What is the number of lines in the following data that contain "application"? Answer with the number alone.

— Extracted material —
-*-
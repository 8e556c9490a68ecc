//! Cover Art Archive HTTP client
//!
//! Looks up artwork listings from the Cover Art Archive and downloads image
//! payloads from any artwork host.
//! No API key required, but please respect their rate limits.
//!
//! API: https://coverartarchive.org

use std::time::Duration;

use serde::{Deserialize, Serialize};

use super::dto;
use crate::enrichment::domain::EnrichmentError;
use crate::enrichment::http::{self, RetryPolicy};

const DEFAULT_BASE_URL: &str = "https://coverartarchive.org";

/// Desired cover art size
#[derive(Debug, Clone, Copy, PartialEq, Eq, Default, Serialize, Deserialize)]
#[serde(rename_all = "lowercase")]
pub enum CoverSize {
    /// 250px thumbnail
    Small,
    /// 500px thumbnail (default)
    #[default]
    Medium,
    /// 1200px thumbnail
    Large,
    /// Original full-size image
    Original,
}

impl CoverSize {
    /// URL of this size for `image`, falling back to the full-size image
    /// when the thumbnail doesn't exist.
    fn pick(self, image: &dto::Image) -> String {
        let thumbnail = match self {
            CoverSize::Small => image.thumbnails.small.as_ref(),
            CoverSize::Medium => image.thumbnails.large.as_ref(),
            CoverSize::Large => image.thumbnails.xlarge.as_ref(),
            CoverSize::Original => None,
        };
        thumbnail
            .filter(|url| !url.is_empty())
            .unwrap_or(&image.image)
            .clone()
    }
}

/// Cover Art Archive client
pub struct CoverArtClient {
    http_client: reqwest::Client,
    base_url: String,
    retry: RetryPolicy,
    download_timeout: Duration,
}

impl CoverArtClient {
    pub fn new(
        http_client: reqwest::Client,
        retry: RetryPolicy,
        download_timeout: Duration,
    ) -> Self {
        Self {
            http_client,
            base_url: DEFAULT_BASE_URL.to_string(),
            retry,
            download_timeout,
        }
    }

    pub fn with_base_url(mut self, base_url: impl Into<String>) -> Self {
        self.base_url = base_url.into();
        self
    }

    /// Locator of the front cover for a release.
    ///
    /// Prefers the image flagged `front`, otherwise the first listed image.
    /// `Ok(None)` when the release has no artwork at all.
    pub async fn front_cover_reference(
        &self,
        release_id: &str,
        size: CoverSize,
    ) -> Result<Option<String>, EnrichmentError> {
        let listing = match self.list_cover_art(release_id).await {
            Ok(listing) => listing,
            Err(EnrichmentError::NoMatches) => return Ok(None),
            Err(e) => return Err(e),
        };
        Ok(select_front(&listing).map(|image| size.pick(image)))
    }

    /// List all cover art for a release
    pub async fn list_cover_art(
        &self,
        release_id: &str,
    ) -> Result<dto::CoverArtResponse, EnrichmentError> {
        let url = format!(
            "{}/release/{}",
            self.base_url,
            urlencoding::encode(release_id)
        );

        let response = http::send(&self.retry, "coverart listing", || {
            self.http_client
                .get(&url)
                .header(reqwest::header::ACCEPT, "application/json")
        })
        .await?;

        let status = response.status();

        if status == reqwest::StatusCode::NOT_FOUND {
            return Err(EnrichmentError::NoMatches);
        }

        if !status.is_success() {
            return Err(http::status_error(status));
        }

        response
            .json::<dto::CoverArtResponse>()
            .await
            .map_err(|e| EnrichmentError::Parse(e.to_string()))
    }

    /// Download an image payload from any URL.
    ///
    /// The server's Content-Type is ignored; callers sniff the bytes.
    pub async fn download_image(&self, url: &str) -> Result<Vec<u8>, EnrichmentError> {
        let response = http::send(&self.retry, "artwork download", || {
            self.http_client.get(url).timeout(self.download_timeout)
        })
        .await?;

        let status = response.status();
        if !status.is_success() {
            return Err(http::status_error(status));
        }

        let data = response
            .bytes()
            .await
            .map_err(EnrichmentError::from_transport)?;
        Ok(data.to_vec())
    }
}

fn select_front(listing: &dto::CoverArtResponse) -> Option<&dto::Image> {
    listing
        .images
        .iter()
        .find(|image| image.front)
        .or_else(|| listing.images.first())
}
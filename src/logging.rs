//! Tracing setup: console output plus the durable per-file log.
//!
//! The console layer goes to stderr and follows `RUST_LOG` (default
//! `music_retagger=warn`), so stdout stays free for progress lines. The file
//! layer appends plain timestamped lines at `info` for this crate only.

use std::fs::{File, OpenOptions};
use std::io;
use std::path::Path;
use std::sync::Arc;

use tracing_subscriber::filter::{LevelFilter, Targets};
use tracing_subscriber::registry::LookupSpan;
use tracing_subscriber::{EnvFilter, Layer, fmt, prelude::*};

/// Console filter when `RUST_LOG` is unset
pub const DEFAULT_CONSOLE_FILTER: &str = "music_retagger=warn";

/// Open `path` for appending, creating it and its directory if needed.
pub fn open_log_file(path: &Path) -> io::Result<File> {
    if let Some(dir) = path.parent().filter(|d| !d.as_os_str().is_empty()) {
        std::fs::create_dir_all(dir)?;
    }
    OpenOptions::new().create(true).append(true).open(path)
}

/// Plain-text layer writing this crate's `info` events to `file`.
pub fn file_layer<S>(file: File) -> impl Layer<S>
where
    S: tracing::Subscriber + for<'a> LookupSpan<'a>,
{
    fmt::layer()
        .with_ansi(false)
        .with_target(false)
        .with_writer(Arc::new(file))
        .with_filter(Targets::new().with_target("music_retagger", LevelFilter::INFO))
}

/// Install the global subscriber. Without `log_file` only the console layer
/// is installed.
pub fn init(log_file: Option<&Path>) -> anyhow::Result<()> {
    let console_filter = EnvFilter::try_from_default_env()
        .unwrap_or_else(|_| EnvFilter::new(DEFAULT_CONSOLE_FILTER));

    let file = log_file.map(open_log_file).transpose()?;

    tracing_subscriber::registry()
        .with(
            fmt::layer()
                .with_writer(io::stderr)
                .with_target(true)
                .with_filter(console_filter),
        )
        .with(file.map(file_layer))
        .try_init()?;

    Ok(())
}
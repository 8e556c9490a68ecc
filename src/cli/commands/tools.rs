//! Environment checks and config file creation.

use std::path::Path;
use std::process::ExitCode;

use super::{load_config, print_fpcalc_install_instructions};
use crate::cli::CredentialArgs;
use crate::config::{self, Config, ConfigError};
use crate::enrichment::fingerprint::Fingerprinter;

/// Check if fingerprinting tools are installed and credentials configured
pub fn cmd_check_tools(
    config_path: Option<&Path>,
    credentials: &CredentialArgs,
) -> anyhow::Result<ExitCode> {
    let config = load_config(config_path, |config| credentials.apply(config))?;

    println!("Checking recognition tools...\n");

    let fpcalc = Fingerprinter::locate();
    match fpcalc.as_ref().and_then(|f| f.version().map(|v| (f, v))) {
        Some((fingerprinter, version)) => {
            println!("✓ fpcalc: {} ({})", version, fingerprinter.program().display())
        }
        None => {
            println!("✗ fpcalc: NOT FOUND");
            print_fpcalc_install_instructions();
        }
    }

    println!();
    println!("Credentials:");
    let acoustid = is_set(&config.credentials.acoustid_api_key);
    let audd = is_set(&config.credentials.audd_api_token);
    if acoustid {
        println!("✓ AcoustID API key: set");
    } else {
        println!("✗ AcoustID API key: not set");
        println!("  Get one at: https://acoustid.org/new-application");
    }
    if audd {
        println!("✓ AudD API token: set");
    } else {
        println!("✗ AudD API token: not set");
        println!("  Get one at: https://dashboard.audd.io");
    }

    println!();
    println!("Provider order: {}", config.recognition.providers.join(", "));

    let usable = (acoustid && fpcalc.is_some()) || audd;
    if usable {
        Ok(ExitCode::SUCCESS)
    } else {
        println!("\nNo recognition provider is usable.");
        Ok(ExitCode::FAILURE)
    }
}

fn is_set(value: &Option<String>) -> bool {
    value.as_deref().is_some_and(|v| !v.trim().is_empty())
}

/// Write a default config file
pub fn cmd_init_config(path: Option<&Path>, force: bool) -> anyhow::Result<ExitCode> {
    let path = match path {
        Some(path) => path.to_path_buf(),
        None => config::config_path().ok_or(ConfigError::NoConfigDir)?,
    };

    if path.exists() && !force {
        eprintln!("Config file already exists: {:?}", path);
        eprintln!("Use --force to replace it.");
        return Ok(ExitCode::FAILURE);
    }

    config::save(&Config::default(), &path)?;
    println!("✓ Wrote default config to {:?}", path);
    Ok(ExitCode::SUCCESS)
}
//! Cover art payloads and their acquisition.
//!
//! - **Detection** (`detect.rs`) - image container from magic bytes
//! - **Acquisition** (`acquirer.rs`) - reference URL to bytes, never failing
//!
//! Missing art is a normal outcome: every operation here degrades to `None`.

mod acquirer;
mod detect;

pub use acquirer::CoverArtAcquirer;
pub use detect::{detect_format, sniff};

use lofty::picture::MimeType;

/// Image container of a cover payload
#[derive(Debug, Clone, Copy, PartialEq, Eq)]
pub enum ImageFormat {
    Jpeg,
    Png,
    Gif,
    Bmp,
    WebP,
    Tiff,
}

impl ImageFormat {
    pub fn mime_type(self) -> &'static str {
        match self {
            Self::Jpeg => "image/jpeg",
            Self::Png => "image/png",
            Self::Gif => "image/gif",
            Self::Bmp => "image/bmp",
            Self::WebP => "image/webp",
            Self::Tiff => "image/tiff",
        }
    }

    /// MIME type as written into an APIC frame
    pub fn lofty_mime(self) -> MimeType {
        match self {
            Self::Jpeg => MimeType::Jpeg,
            Self::Png => MimeType::Png,
            Self::Gif => MimeType::Gif,
            Self::Bmp => MimeType::Bmp,
            Self::Tiff => MimeType::Tiff,
            Self::WebP => MimeType::Unknown(self.mime_type().to_string()),
        }
    }
}

/// Downloaded cover art ready for embedding
#[derive(Debug, Clone, PartialEq)]
pub struct CoverArt {
    /// Raw image bytes, never empty
    pub data: Vec<u8>,
    pub format: ImageFormat,
}

impl CoverArt {
    /// Wrap a payload, detecting its format. Empty payloads are not cover art.
    pub fn from_bytes(data: Vec<u8>) -> Option<Self> {
        if data.is_empty() {
            return None;
        }
        let format = detect_format(&data);
        Some(Self { data, format })
    }

    pub fn mime_type(&self) -> &'static str {
        self.format.mime_type()
    }
}
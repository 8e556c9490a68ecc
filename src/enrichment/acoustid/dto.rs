//! AcoustID API Data Transfer Objects
//!
//! These types match EXACTLY what the AcoustID API returns.
//! DO NOT add fields that aren't in the API response.
//! DO NOT use these types outside the acoustid module - convert to domain types.
//!
//! API Reference: https://acoustid.org/webservice#lookup
//!
//! Example response:
//! ```json
//! {
//!   "status": "ok",
//!   "results": [{
//!     "id": "abcd1234",
//!     "score": 0.95,
//!     "recordings": [{
//!       "id": "recording-mbid",
//!       "title": "Song Title",
//!       "duration": 180,
//!       "artists": [{"id": "artist-mbid", "name": "Artist Name"}]
//!     }]
//!   }]
//! }
//! ```

use serde::{Deserialize, Serialize};

/// Top-level AcoustID lookup response
#[derive(Debug, Clone, Deserialize, Serialize)]
pub struct LookupResponse {
    pub status: String,
    #[serde(default)]
    pub results: Vec<LookupResult>,
    /// Error info if status != "ok"
    pub error: Option<ApiError>,
}

#[derive(Debug, Clone, Deserialize, Serialize)]
pub struct ApiError {
    pub code: i32,
    pub message: String,
}

/// A single fingerprint match result
#[derive(Debug, Clone, Deserialize, Serialize)]
pub struct LookupResult {
    /// AcoustID identifier
    pub id: String,
    /// Match confidence (0.0 to 1.0)
    pub score: f32,
    /// Associated MusicBrainz recordings (if meta=recordings requested)
    #[serde(default)]
    pub recordings: Vec<Recording>,
}

/// MusicBrainz recording info returned by AcoustID
#[derive(Debug, Clone, Deserialize, Serialize)]
pub struct Recording {
    /// MusicBrainz recording ID
    pub id: String,
    /// Track title
    pub title: Option<String>,
    /// Duration in seconds (API returns float, e.g. 353.0)
    pub duration: Option<f64>,
    /// Artists, in credit order
    #[serde(default)]
    pub artists: Vec<Artist>,
}

/// Artist info from AcoustID
#[derive(Debug, Clone, Deserialize, Serialize)]
pub struct Artist {
    /// MusicBrainz artist ID
    pub id: String,
    /// Artist name
    pub name: String,
    /// Text joining this artist to the next one (e.g. " feat. ")
    pub joinphrase: Option<String>,
}

// ============================================================================
// CONTRACT TESTS
// These verify our DTOs match what the real API returns.
// If these fail, the API has changed and we need to update our DTOs.
// ============================================================================
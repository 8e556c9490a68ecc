//! ID3v2 container probing and tag application.

use std::fs::File;
use std::path::Path;

use lofty::config::ParseOptions;
use lofty::file::AudioFile;
use lofty::id3::v1::Id3v1Tag;
use lofty::id3::v2::Id3v2Tag;
use lofty::mpeg::MpegFile;
use lofty::picture::{Picture, PictureType};
use lofty::tag::items::Timestamp;
use lofty::tag::{Accessor, ItemKey, MergeTag, SplitTag};

use super::{COVER_DESCRIPTION, LABEL_FIELD, PRODUCER_FIELD, TagSet, TagWriteError};

/// Whether a file already carries an ID3v2 tag
#[derive(Debug, Clone)]
pub enum Container {
    Existing(Id3v2Tag),
    Absent,
}

impl Container {
    /// Inspect `path` without modifying it.
    pub fn probe(path: &Path) -> Result<Self, TagWriteError> {
        let mpeg = read_mpeg(path)?;

        Ok(match mpeg.id3v2() {
            Some(tag) => Self::Existing(tag.clone()),
            None => Self::Absent,
        })
    }

    /// The tag to edit: the existing one, or a fresh one.
    pub fn into_tag(self) -> Id3v2Tag {
        match self {
            Self::Existing(tag) => tag,
            Self::Absent => Id3v2Tag::new(),
        }
    }
}

/// Apply `tags` to an ID3v2 tag.
///
/// Artist and title are always set; album and date only when present.
/// Existing PRODUCER/LABEL user-text frames are cleared before the new values
/// go in. A cover replaces every embedded image. Frames this crate doesn't
/// manage are kept.
pub fn apply(mut tag: Id3v2Tag, tags: &TagSet) -> Id3v2Tag {
    // Cleared before splitting so no generic key mapping carries old values over
    for field in [PRODUCER_FIELD, LABEL_FIELD] {
        tag.remove_user_text(field);
    }

    let (remainder, mut generic) = tag.split_tag();

    generic.set_artist(tags.artist.clone());
    generic.set_title(tags.title.clone());
    if let Some(album) = &tags.album {
        generic.set_album(album.clone());
    }
    if let Some(timestamp) = tags.date.as_deref().and_then(recording_timestamp) {
        generic.insert_text(ItemKey::RecordingDate, timestamp.to_string());
    }

    if let Some(cover) = &tags.cover {
        while !generic.pictures().is_empty() {
            generic.remove_picture(0);
        }
        generic.push_picture(Picture::new_unchecked(
            PictureType::CoverFront,
            Some(cover.format.lofty_mime()),
            Some(COVER_DESCRIPTION.to_string()),
            cover.data.clone(),
        ));
    }

    let mut id3 = remainder.merge_tag(generic);

    for (field, value) in [(PRODUCER_FIELD, &tags.producer), (LABEL_FIELD, &tags.label)] {
        if let Some(value) = value {
            id3.insert_user_text(field.to_string(), value.clone());
        }
    }

    id3
}

/// The ID3v1 tag at the end of `path`, if there is one.
pub fn probe_id3v1(path: &Path) -> Result<Option<Id3v1Tag>, TagWriteError> {
    Ok(read_mpeg(path)?.id3v1().cloned())
}

/// Bring an existing ID3v1 tag in line with `tags`.
///
/// Same rules as [`apply`]: artist and title always, album and year only
/// when present. ID3v1 has no room for label, producer or pictures.
pub fn apply_id3v1(mut tag: Id3v1Tag, tags: &TagSet) -> Id3v1Tag {
    tag.artist = Some(tags.artist.clone());
    tag.title = Some(tags.title.clone());
    if let Some(album) = &tags.album {
        tag.album = Some(album.clone());
    }
    if let Some(timestamp) = tags.date.as_deref().and_then(recording_timestamp) {
        tag.year = Some(format!("{:04}", timestamp.year));
    }
    tag
}

/// Parse a free-form release date into something TDRC can hold.
///
/// ISO 8601 prefixes are kept as-is. Anything else is reduced to the first
/// standalone four-digit year in it, or dropped.
pub fn recording_timestamp(date: &str) -> Option<Timestamp> {
    let date = date.trim();
    if let Ok(timestamp) = date.parse::<Timestamp>() {
        return Some(timestamp);
    }

    let year = date
        .split(|c: char| !c.is_ascii_digit())
        .find(|run| run.len() == 4)
        .and_then(|run| run.parse::<u16>().ok());

    match year {
        Some(year) => {
            tracing::debug!(date, year, "release date reduced to its year");
            Some(Timestamp {
                year,
                ..Timestamp::default()
            })
        }
        None => {
            tracing::warn!(date, "release date is not a recognizable date, not written");
            None
        }
    }
}

fn read_mpeg(path: &Path) -> Result<MpegFile, TagWriteError> {
    let mut file = File::open(path).map_err(|e| TagWriteError::io(path, e))?;
    MpegFile::read_from(&mut file, ParseOptions::new().read_properties(false))
        .map_err(|e| TagWriteError::tag(path, e))
}
//! The live round: secret, attempts, power meter and the time attack clock.

use std::str::FromStr;

use serde::{Deserialize, Serialize};

use super::scoring::MAX_POWER;
use super::timer::TimerState;
use crate::catalog::DifficultySettings;
use crate::error::{GuessError, ParseIdError};

#[derive(Debug, Clone, Copy, PartialEq, Eq, Default, Serialize, Deserialize)]
#[serde(rename_all = "camelCase")]
pub enum Mode {
    #[default]
    Classic,
    TimeAttack,
}

impl FromStr for Mode {
    type Err = ParseIdError;

    fn from_str(s: &str) -> Result<Self, Self::Err> {
        match s {
            "classic" => Ok(Self::Classic),
            "timeAttack" => Ok(Self::TimeAttack),
            other => Err(ParseIdError::new("mode", other)),
        }
    }
}

#[derive(Debug, Clone, PartialEq, Eq, Serialize)]
#[serde(rename_all = "camelCase")]
pub struct GameSession {
    #[serde(skip)]
    pub(crate) secret_number: u32,
    pub attempts: u32,
    pub active: bool,
    pub mode: Mode,
    pub power: u8,
    pub min_range: u32,
    pub max_range: u32,
    pub timer: TimerState,
    pub time_attack_score: u32,
}

impl GameSession {
    /// An idle session; the first action starts a real round.
    pub fn idle(settings: &DifficultySettings, time_attack_duration: u32) -> Self {
        Self {
            secret_number: settings.min,
            attempts: 0,
            active: false,
            mode: Mode::Classic,
            power: MAX_POWER,
            min_range: settings.min,
            max_range: settings.max,
            timer: TimerState::new(time_attack_duration),
            time_attack_score: 0,
        }
    }

    pub fn secret_number(&self) -> u32 {
        self.secret_number
    }

    /// Parses raw input from the guess box and checks it against the range.
    pub fn validate_guess(&self, input: &str) -> Result<u32, GuessError> {
        let trimmed = input.trim();
        let guess: i64 = trimmed
            .parse()
            .map_err(|_| GuessError::NotANumber(trimmed.to_string()))?;
        if guess < self.min_range as i64 || guess > self.max_range as i64 {
            return Err(GuessError::OutOfRange {
                guess,
                min: self.min_range,
                max: self.max_range,
            });
        }
        Ok(guess as u32)
    }
}

#[cfg(test)]
mod tests {
    use super::*;
    use crate::catalog::DifficultyId;

    #[test]
    fn test_validate_guess() {
        let s = GameSession::idle(&DifficultyId::Novice.settings(), 60);
        assert_eq!(s.validate_guess(" 25 "), Ok(25));
        assert_eq!(s.validate_guess("1"), Ok(1));
        assert_eq!(s.validate_guess("50"), Ok(50));
        assert_eq!(
            s.validate_guess("51"),
            Err(GuessError::OutOfRange { guess: 51, min: 1, max: 50 })
        );
        assert!(matches!(s.validate_guess("-3"), Err(GuessError::OutOfRange { .. })));
        assert_eq!(s.validate_guess("abc"), Err(GuessError::NotANumber("abc".into())));
        assert!(matches!(s.validate_guess("2.5"), Err(GuessError::NotANumber(_))));
        assert!(matches!(s.validate_guess(""), Err(GuessError::NotANumber(_))));
    }

    #[test]
    fn test_mode_parses_page_values() {
        assert_eq!("timeAttack".parse::<Mode>(), Ok(Mode::TimeAttack));
        assert_eq!("classic".parse::<Mode>(), Ok(Mode::Classic));
        assert!("zen".parse::<Mode>().is_err());
    }

    #[test]
    fn test_idle_session_is_in_range() {
        let s = GameSession::idle(&DifficultyId::Cosmic.settings(), 60);
        assert!(!s.active);
        assert!((s.min_range..=s.max_range).contains(&s.secret_number()));
        assert!(s.min_range < s.max_range);
    }
}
-*-
— Worked solution —
3